Sure, Python isn’t too bad if for performance you stick to arrays of 64-bit numbers as allowed in NumPy arrays, and you use pre-written functions (C-bindings) in SciPy. But what if you really want to create your own numbers as some object, and you want to build data structures using objects in order to more easily scale your software? This is where this setup begins to take its toll. When saying that a small part of the language is required to be used in order to get good performance, you get pidgeon-holed away from the most intuitive code and have to move towards big arrays of numbers. Instead of “naming” separate arrays, items are thrown into matrices with comments says “1:3 is chemical A, 4:7 is chemical B, …”, which I did not find scales very well.

But in Julia, using types is actually performant. Structs in Julia are value-types, which means that they create structures which inline the type-values instead of using indirection via pointers. This means that a Complex{Float64}, which is a struct of two values (the real and imaginary parts), is in memory as a 128-bit chunk with two numbers. This is as performant as if you implemented some kind of intrinsic type in C. You can use this without worry.

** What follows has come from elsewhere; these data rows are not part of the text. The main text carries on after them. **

use std::fmt;

/// Money is represented as integer cents to avoid floating-point drift.
/// For USD, 1 unit = 100 cents, so $50.00 = 5000 cents.
pub type Cents = i64;

/// Format cents as a decimal string with two fractional digits.
/// Example: 5000 -> "50.00", -1234 -> "-12.34"
pub fn format_cents(cents: Cents) -> String {
    let sign = if cents < 0 { "-" } else { "" };
    let abs_cents = cents.unsigned_abs();
    let units = abs_cents / 100;
    let remainder = abs_cents % 100;
    format!("{}{}.{:02}", sign, units, remainder)
}

/// Parse a decimal string into cents.
/// Example: "50.00" -> 5000, "12.5" -> 1250, "100" -> 10000
///
/// Only ASCII digits and a single decimal point are accepted, so inputs such
/// as "NaN", "1e3" or "12abc" are rejected instead of being partially read.
/// Trailing zeros past the cent are allowed ("1.500"), any other sub-cent
/// digit is an error.
pub fn parse_cents(input: &str) -> Result<Cents, ParseCentsError> {
    let input = input.trim();
    let negative = input.starts_with('-');
    let input = input.strip_prefix('-').unwrap_or(input);

    let (units_str, decimal_str) = match input.split_once('.') {
        Some((units, decimals)) => (units, decimals),
        None => (input, ""),
    };

    if units_str.is_empty() && decimal_str.is_empty() {
        return Err(ParseCentsError::InvalidFormat);
    }
    if !units_str.bytes().all(|b| b.is_ascii_digit())
        || !decimal_str.bytes().all(|b| b.is_ascii_digit())
    {
        return Err(ParseCentsError::InvalidFormat);
    }

    let units: i64 = if units_str.is_empty() {
        0
    } else {
        units_str.parse().map_err(|_| ParseCentsError::Overflow)?
    };

    if decimal_str.len() > 2 && decimal_str[2..].bytes().any(|b| b != b'0') {
        return Err(ParseCentsError::SubCentPrecision);
    }

    // Pad the fractional part to exactly 2 digits
    let decimal_cents: i64 = match decimal_str.len() {
        0 => 0,
        1 => i64::from(decimal_str.as_bytes()[0] - b'0') * 10,
        _ => decimal_str[..2]
            .parse()
            .map_err(|_| ParseCentsError::InvalidFormat)?,
    };

    let cents = units
        .checked_mul(100)
        .and_then(|c| c.checked_add(decimal_cents))
        .ok_or(ParseCentsError::Overflow)?;
    Ok(if negative { -cents } else { cents })
}

#[derive(Debug, Clone, PartialEq, Eq)]
pub enum ParseCentsError {
    InvalidFormat,
    Overflow,
    SubCentPrecision,
}

impl fmt::Display for ParseCentsError {
    fn fmt(&self, f: &mut fmt::Formatter<'_>) -> fmt::Result {
        match self {
            ParseCentsError::InvalidFormat => write!(f, "invalid money format"),
            ParseCentsError::Overflow => write!(f, "amount out of range"),
            ParseCentsError::SubCentPrecision => write!(f, "more than 2 decimal places"),
        }
    }
}

impl std::error::Error for ParseCentsError {}

#[cfg(test)]
mod tests {
    use super::*;

    #[test]
    fn test_format_cents() {
        assert_eq!(format_cents(134056), "1340.56");
        assert_eq!(format_cents(5000), "50.00");
        assert_eq!(format_cents(1), "0.01");
        assert_eq!(format_cents(0), "0.00");
        assert_eq!(format_cents(-5000), "-50.00");
        assert_eq!(format_cents(-1), "-0.01");
    }

    #[test]
    fn test_parse_cents() {
        assert_eq!(parse_cents("1340.56"), Ok(134056));
        assert_eq!(parse_cents("50"), Ok(5000));
        assert_eq!(parse_cents("12.5"), Ok(1250));
        assert_eq!(parse_cents(".50"), Ok(50));
        assert_eq!(parse_cents("7."), Ok(700));
        assert_eq!(parse_cents("  40.56 "), Ok(4056));
        assert_eq!(parse_cents("-5"), Ok(-500));
        assert_eq!(parse_cents("1.500"), Ok(150));
        assert_eq!(parse_cents("2.0000"), Ok(200));
    }

    #[test]
    fn test_parse_cents_sub_cent_digits() {
        for input in ["100.999", "1340.569", "0.001", "-0.005", "1.5001"] {
            assert_eq!(
                parse_cents(input),
                Err(ParseCentsError::SubCentPrecision),
                "input {input:?}"
            );
        }
    }

    #[test]
    fn test_parse_cents_invalid() {
        for input in ["", "-", ".", "abc", "NaN", "1e3", "12abc", "12.34.56", "1.-5", "+-1"] {
            assert_eq!(
                parse_cents(input),
                Err(ParseCentsError::InvalidFormat),
                "input {input:?}"
            );
        }
    }

    #[test]
    fn test_parse_cents_overflow() {
        assert_eq!(
            parse_cents("99999999999999999999"),
            Err(ParseCentsError::Overflow)
        );
        assert_eq!(
            parse_cents("92233720368547758.08"),
            Err(ParseCentsError::Overflow)
        );
    }
}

And mutable structs, while including pointers, are much more performant than objects in most scripting languages because functions auto-specialize on them. The result is that you can make use of all of the language when building software that needs to be performant, once again making it easier to scale projects.

GPUs and Parallelism is Straightforward and Generic

Serial performance only gets you so far. Scaling up your project means two things: scaling up the size and features of the codebase, and scaling up the computing power. I discussed how Julia excels in the first part, but what about the second? What I have found really great about Julia is that its parallelization is dead simple. Add @threads in front of a loop and done, its multithreaded. @parallel and pmap do distributed parallelism via multiprocessing, and I have shown how in 5 minutes you can parallelize your code across a whole cluster. Explicitly writing GPU kernels and using multiple GPUs is easy.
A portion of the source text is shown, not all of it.